WHAT IS NEEDED: Reproduce the data word for word, keeping every line complete.

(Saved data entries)
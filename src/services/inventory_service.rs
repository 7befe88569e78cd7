use crate::error::ApiError;
use crate::models::app_state::AppState;
use crate::models::entities::inventory::{InventoryBatch, InventoryItem};
use crate::repositories::inventory_repository::InventoryRepository;
use tracing::{error, info};

pub struct InventoryService;

impl InventoryService {
    pub async fn create_item(
        state: &AppState,
        name: &str,
        quantity: i32,
        unit_price: f64,
    ) -> Result<InventoryItem, ApiError> {
        let mut conn = state.db.get().map_err(|_| {
            error!("inventory.create: failed to acquire db connection");
            ApiError::DatabaseConnection("Database unavailable".into())
        })?;

        let item = InventoryRepository::create_item(&mut conn, name, quantity, unit_price)?;

        info!(item_id = %item.id, name, "Inventory item created");

        Ok(item)
    }

    pub async fn add_batch(
        state: &AppState,
        item_id: &str,
        quantity: i32,
        unit_price: f64,
    ) -> Result<InventoryBatch, ApiError> {
        let mut conn = state.db.get().map_err(|_| {
            error!("inventory.add_batch: failed to acquire db connection");
            ApiError::DatabaseConnection("Database unavailable".into())
        })?;

        let batch = InventoryRepository::add_batch(&mut conn, item_id, quantity, unit_price)?;

        info!(item_id, batch_id = batch.id, "Inventory batch added");

        Ok(batch)
    }

    pub async fn batches(
        state: &AppState,
        item_id: &str,
    ) -> Result<Vec<InventoryBatch>, ApiError> {
        let mut conn = state.db.get().map_err(|_| {
            error!("inventory.batches: failed to acquire db connection");
            ApiError::DatabaseConnection("Database unavailable".into())
        })?;

        InventoryRepository::batches_for_item(&mut conn, item_id)
    }
}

SOLUTION TO THIS TASK:
filename src/services/inventory_service.rs
repository 7befe88569e78cd7
use crate::error::ApiError;
use crate::models::app_state::AppState;
use crate::models::entities::inventory::{InventoryBatch, InventoryItem};
use crate::repositories::inventory_repository::InventoryRepository;
use tracing::{error, info};

pub struct InventoryService;

impl InventoryService {
    pub async fn create_item(
        state: &AppState,
        name: &str,
        quantity: i32,
        unit_price: f64,
    ) -> Result<InventoryItem, ApiError> {
        let mut conn = state.db.get().map_err(|_| {
            error!("inventory.create: failed to acquire db connection");
            ApiError::DatabaseConnection("Database unavailable".into())
        })?;

        let item = InventoryRepository::create_item(&mut conn, name, quantity, unit_price)?;

        info!(item_id = %item.id, name, "Inventory item created");

        Ok(item)
    }

    pub async fn add_batch(
        state: &AppState,
        item_id: &str,
        quantity: i32,
        unit_price: f64,
    ) -> Result<InventoryBatch, ApiError> {
        let mut conn = state.db.get().map_err(|_| {
            error!("inventory.add_batch: failed to acquire db connection");
            ApiError::DatabaseConnection("Database unavailable".into())
        })?;

        let batch = InventoryRepository::add_batch(&mut conn, item_id, quantity, unit_price)?;

        info!(item_id, batch_id = batch.id, "Inventory batch added");

        Ok(batch)
    }

    pub async fn batches(
        state: &AppState,
        item_id: &str,
    ) -> Result<Vec<InventoryBatch>, ApiError> {
        let mut conn = state.db.get().map_err(|_| {
            error!("inventory.batches: failed to acquire db connection");
            ApiError::DatabaseConnection("Database unavailable".into())
        })?;

        InventoryRepository::batches_for_item(&mut conn, item_id)
    }
}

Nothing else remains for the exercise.